In early March—it might as well have been a lifetime ago—Rabbi Levy and I traveled with 63 WRT members, eighth graders and their parents, to the American South. We marched across the Edmund Pettus Bridge in Selma, Alabama. We got up close with a history-making bus ride at the Rosa Parks Museum in Montgomery. We prayed at Ebenezer Baptist Church in Atlanta, where the Rev. Dr. Martin Luther King was baptized, where he preached, and where he was eulogized. And, most heartrendingly—at least for me—we visited the Equal Justice Initiative, a nonprofit organization that works to end mass incarceration, excessive punishment, and racial inequality.
Founded in 1989 by Bryan Stevenson, a public interest lawyer and the author of Just Mercy, which last year was turned into a compelling biopic movie of the same name, the Equal Justice Initiative provides legal representation to people who have been illegally convicted, unfairly sentenced, or abused in state jails and prisons.
The Equal Justice Initiative challenges the death penalty, excessive punishment, and helps formerly incarcerated people return to lives of purpose and productivity. We toured the EJI’s museum and The National Memorial for Peace and Justice, which opened to the public just two years ago. It is America’s first memorial dedicated to the legacy of enslaved black people, people terrorized by lynching, African Americans humiliated by racial segregation and Jim Crow, and people of color burdened with contemporary presumptions of guilt and police violence.
Set on a six-acre site, the memorial features over 800 steel monuments engraved with the names of racial lynching victims, one massive column for each county where a lynching took place. There are more than 4,400 names. Like visiting Yad Va-Shem in Jerusalem, or the National Holocaust Museum in Washington, DC, you leave such a place transformed—not just aghast at the horror of it all, but awakened, aware that you share in a terrible legacy; you inherit a profound responsibility; you cannot just go back to “business as usual”; you may not control history, but you must exercise what agency you have over future destiny.
The poet Rilke described such a moment of transformation: “…[H]ere,” he wrote, “there is no place that does not see you. You must change your life” (“Archaic Torso of Apollo,” 1908, translated by Stephen Mitchell).
“You must change your life.”
That is the message embedded in this American moment.
Before today, we could walk along and not even notice the palace going up in flames. We could glide along, silent among the passers-by.
Today we must be Abraham.
These are tremendous times, terrible times, transformational times, times that demand courage, not complacency; sacrifice, not smugness; curiosity, not close-mindedness.
This is no time to stop, drop, and roll ourselves away from the flames.
Fortunately, it turns out that “Stop, Drop, and Roll” is not what they teach kids nowadays.
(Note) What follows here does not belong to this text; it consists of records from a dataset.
//! Encoding and decoding [`ScanReport`]s as JSON.
//!
//! The wire form is an object with, in this order, `table-name`, `snapshot-id`, `filter`,
//! `projection` and `metrics`. Decoding is strict about the fields it knows (presence and type are
//! checked in that order and reported with fixed messages) and ignores every other key, at the top
//! level and inside `metrics`. Encoding is deterministic: equal reports produce identical bytes.

use std::io;

use serde::de::{self, Deserialize, Deserializer};
use serde::ser::{Serialize, SerializeMap as _, Serializer};
use serde_json::Value;
use tracing::debug;

use super::{ScanMetricsResult, ScanReport};
use crate::expressions::Expression;
use crate::json::{self, as_object, get, get_long, get_string};
use crate::schema::Schema;
use crate::{Error, KernelResult};

const TABLE_NAME: &str = "table-name";
const SNAPSHOT_ID: &str = "snapshot-id";
const FILTER: &str = "filter";
const PROJECTION: &str = "projection";
const METRICS: &str = "metrics";

/// Encode `report` as compact JSON.
pub fn to_json(report: &ScanReport) -> KernelResult<String> {
    json::to_string(report, false)
}

/// Encode `report` as indented JSON.
///
/// The layout uses two spaces per level and `" : "` between keys and values, with arrays
/// kept on one line:
///
/// ```text
/// {
///   "table-name" : "db.events",
///   "snapshot-id" : 23,
///   "filter" : true,
///   "projection" : {
///     "type" : "struct",
///     "schema-id" : 0,
///     "fields" : [ ]
///   },
///   "metrics" : { }
/// }
/// ```
pub fn to_json_pretty(report: &ScanReport) -> KernelResult<String> {
    json::to_string(report, true)
}

/// Encode `report` into `writer`, indented when `pretty` is set.
pub fn write_json(writer: impl io::Write, report: &ScanReport, pretty: bool) -> KernelResult<()> {
    json::write_to(writer, report, pretty)
}

/// Decode a report from JSON text.
pub fn from_json(json: &str) -> KernelResult<ScanReport> {
    let value: Value = serde_json::from_str(json)?;
    from_json_value(&value)
}

/// Decode a report from an already parsed JSON document.
pub fn from_json_value(json: &Value) -> KernelResult<ScanReport> {
    if json.is_null() {
        return Err(Error::NullReport);
    }
    let node = as_object("scan report", json)?;

    let table_name = get_string(TABLE_NAME, node)?;
    let snapshot_id = get_long(SNAPSHOT_ID, node)?;
    let filter = match node.get(FILTER) {
        Some(filter) => Expression::from_json(filter)?,
        None => Expression::always_true(),
    };
    let projection = Schema::from_json(get(PROJECTION, node)?)?;
    let scan_metrics = ScanMetricsResult::from_json(get(METRICS, node)?)?;

    debug!(
        "Decoded scan report for {table_name} at snapshot {snapshot_id} with {} metrics",
        scan_metrics.len()
    );
    ScanReport::builder()
        .with_table_name(table_name)
        .with_snapshot_id(snapshot_id)
        .with_filter(filter)
        .with_projection(projection)
        .with_scan_metrics_result(scan_metrics)
        .build()
}

impl Serialize for ScanReport {
    fn serialize<S: Serializer>(&self, serializer: S) -> Result<S::Ok, S::Error> {
        let mut map = serializer.serialize_map(Some(5))?;
        map.serialize_entry(TABLE_NAME, self.table_name())?;
        map.serialize_entry(SNAPSHOT_ID, &self.snapshot_id())?;
        map.serialize_entry(FILTER, self.filter())?;
        map.serialize_entry(PROJECTION, self.projection())?;
        map.serialize_entry(METRICS, self.scan_metrics())?;
        map.end()
    }
}

impl<'de> Deserialize<'de> for ScanReport {
    fn deserialize<D: Deserializer<'de>>(deserializer: D) -> Result<Self, D::Error> {
        let value = Value::deserialize(deserializer)?;
        from_json_value(&value).map_err(de::Error::custom)
    }
}
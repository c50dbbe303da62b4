//! Definitions and functions to create and manipulate scan filter expressions

use std::fmt::{Display, Formatter};

use itertools::Itertools;
use strum::{AsRefStr, Display as StrumDisplay, EnumString};

mod json;

/// A predicate operator that takes only a column.
#[derive(Debug, Clone, Copy, PartialEq, Eq, Hash, EnumString, StrumDisplay, AsRefStr)]
#[strum(serialize_all = "kebab-case")]
pub enum UnaryOp {
    IsNull,
    NotNull,
    IsNan,
    NotNan,
}

/// A predicate operator that compares a column against one literal.
#[derive(Debug, Clone, Copy, PartialEq, Eq, Hash, EnumString, StrumDisplay, AsRefStr)]
#[strum(serialize_all = "kebab-case")]
pub enum LiteralOp {
    Lt,
    LtEq,
    Gt,
    GtEq,
    Eq,
    NotEq,
    StartsWith,
    NotStartsWith,
}

/// A predicate operator that tests a column against a set of literals.
#[derive(Debug, Clone, Copy, PartialEq, Eq, Hash, EnumString, StrumDisplay, AsRefStr)]
#[strum(serialize_all = "kebab-case")]
pub enum SetOp {
    In,
    NotIn,
}

/// A constant value in a predicate.
#[derive(Debug, Clone, PartialEq)]
pub enum Literal {
    Boolean(bool),
    Long(i64),
    Double(f64),
    String(String),
}

impl From<bool> for Literal {
    fn from(value: bool) -> Self {
        Self::Boolean(value)
    }
}

impl From<i32> for Literal {
    fn from(value: i32) -> Self {
        Self::Long(value.into())
    }
}

impl From<i64> for Literal {
    fn from(value: i64) -> Self {
        Self::Long(value)
    }
}

impl From<f64> for Literal {
    fn from(value: f64) -> Self {
        Self::Double(value)
    }
}

impl From<&str> for Literal {
    fn from(value: &str) -> Self {
        Self::String(value.to_string())
    }
}

impl From<String> for Literal {
    fn from(value: String) -> Self {
        Self::String(value)
    }
}

impl Display for Literal {
    fn fmt(&self, f: &mut Formatter<'_>) -> std::fmt::Result {
        match self {
            Self::Boolean(b) => write!(f, "{b}"),
            Self::Long(l) => write!(f, "{l}"),
            Self::Double(d) => write!(f, "{d}"),
            Self::String(s) => write!(f, "'{s}'"),
        }
    }
}

/// A boolean expression over the columns of a table, as used to filter a scan.
///
/// Column references are unbound: they name a column but carry no type information.
#[derive(Debug, Clone, PartialEq)]
pub enum Expression {
    True,
    False,
    Not(Box<Expression>),
    And(Box<Expression>, Box<Expression>),
    Or(Box<Expression>, Box<Expression>),
    Unary {
        op: UnaryOp,
        term: String,
    },
    Literal {
        op: LiteralOp,
        term: String,
        value: Literal,
    },
    Set {
        op: SetOp,
        term: String,
        values: Vec<Literal>,
    },
}

impl Default for Expression {
    fn default() -> Self {
        Self::always_true()
    }
}

impl Expression {
    pub const fn always_true() -> Self {
        Self::True
    }

    pub const fn always_false() -> Self {
        Self::False
    }

    #[allow(clippy::should_implement_trait)]
    pub fn not(child: Expression) -> Self {
        Self::Not(Box::new(child))
    }

    pub fn and(left: Expression, right: Expression) -> Self {
        Self::And(Box::new(left), Box::new(right))
    }

    pub fn or(left: Expression, right: Expression) -> Self {
        Self::Or(Box::new(left), Box::new(right))
    }

    pub fn unary(op: UnaryOp, term: impl Into<String>) -> Self {
        Self::Unary {
            op,
            term: term.into(),
        }
    }

    pub fn literal(op: LiteralOp, term: impl Into<String>, value: impl Into<Literal>) -> Self {
        Self::Literal {
            op,
            term: term.into(),
            value: value.into(),
        }
    }

    pub fn set<T: Into<Literal>>(
        op: SetOp,
        term: impl Into<String>,
        values: impl IntoIterator<Item = T>,
    ) -> Self {
        Self::Set {
            op,
            term: term.into(),
            values: values.into_iter().map(Into::into).collect(),
        }
    }

    pub fn is_null(term: impl Into<String>) -> Self {
        Self::unary(UnaryOp::IsNull, term)
    }

    pub fn not_null(term: impl Into<String>) -> Self {
        Self::unary(UnaryOp::NotNull, term)
    }

    pub fn equal(term: impl Into<String>, value: impl Into<Literal>) -> Self {
        Self::literal(LiteralOp::Eq, term, value)
    }

    pub fn less_than(term: impl Into<String>, value: impl Into<Literal>) -> Self {
        Self::literal(LiteralOp::Lt, term, value)
    }

    pub fn greater_than(term: impl Into<String>, value: impl Into<Literal>) -> Self {
        Self::literal(LiteralOp::Gt, term, value)
    }

    pub fn is_in<T: Into<Literal>>(
        term: impl Into<String>,
        values: impl IntoIterator<Item = T>,
    ) -> Self {
        Self::set(SetOp::In, term, values)
    }

    /// The names of every column this expression references, in order of first appearance.
    pub fn references(&self) -> Vec<&str> {
        let mut refs = Vec::new();
        self.collect_references(&mut refs);
        refs.into_iter().unique().collect()
    }

    fn collect_references<'a>(&'a self, refs: &mut Vec<&'a str>) {
        match self {
            Self::True | Self::False => {}
            Self::Not(child) => child.collect_references(refs),
            Self::And(left, right) | Self::Or(left, right) => {
                left.collect_references(refs);
                right.collect_references(refs);
            }
            Self::Unary { term, .. } | Self::Literal { term, .. } | Self::Set { term, .. } => {
                refs.push(term)
            }
        }
    }
}

impl Display for Expression {
    fn fmt(&self, f: &mut Formatter<'_>) -> std::fmt::Result {
        match self {
            Self::True => write!(f, "true"),
            Self::False => write!(f, "false"),
            Self::Not(child) => write!(f, "not({child})"),
            Self::And(left, right) => write!(f, "({left} and {right})"),
            Self::Or(left, right) => write!(f, "({left} or {right})"),
            Self::Unary { op, term } => write!(f, "{op}({term})"),
            Self::Literal { op, term, value } => write!(f, "{term} {op} {value}"),
            Self::Set { op, term, values } => {
                write!(f, "{term} {op} ({})", values.iter().join(", "))
            }
        }
    }
}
Today, the concept we want children to internalize is this: if there’s a fire in your house, you should get yourself to a designated meeting place and wait for your family there.
And so, here we are, tonight. We are at our designated meeting place—it’s called Shabbat—and we are among family.
Tonight, we take comfort and shelter in one another. But we will not hide from the fire. Judaism exists in order to model a more perfect world. It demands that we not hunker down in fear of what is, but rather, challenge ourselves and our world to become what it ought to be.
Today, with our WRT family, our Jewish family. Our nuclear family, as it were. Tomorrow, with our extended family—the human family.
Because we can’t do this work alone. If this crazy time—mass demonstrations colliding with a mass pandemic—has anything to teach us, let it be how deeply and inextricably interconnected we are, and must remain.
Tonight, this Shabbat, with our WRT family. Tomorrow, with the family of humankind, each soul an image of God, each life a divine flame.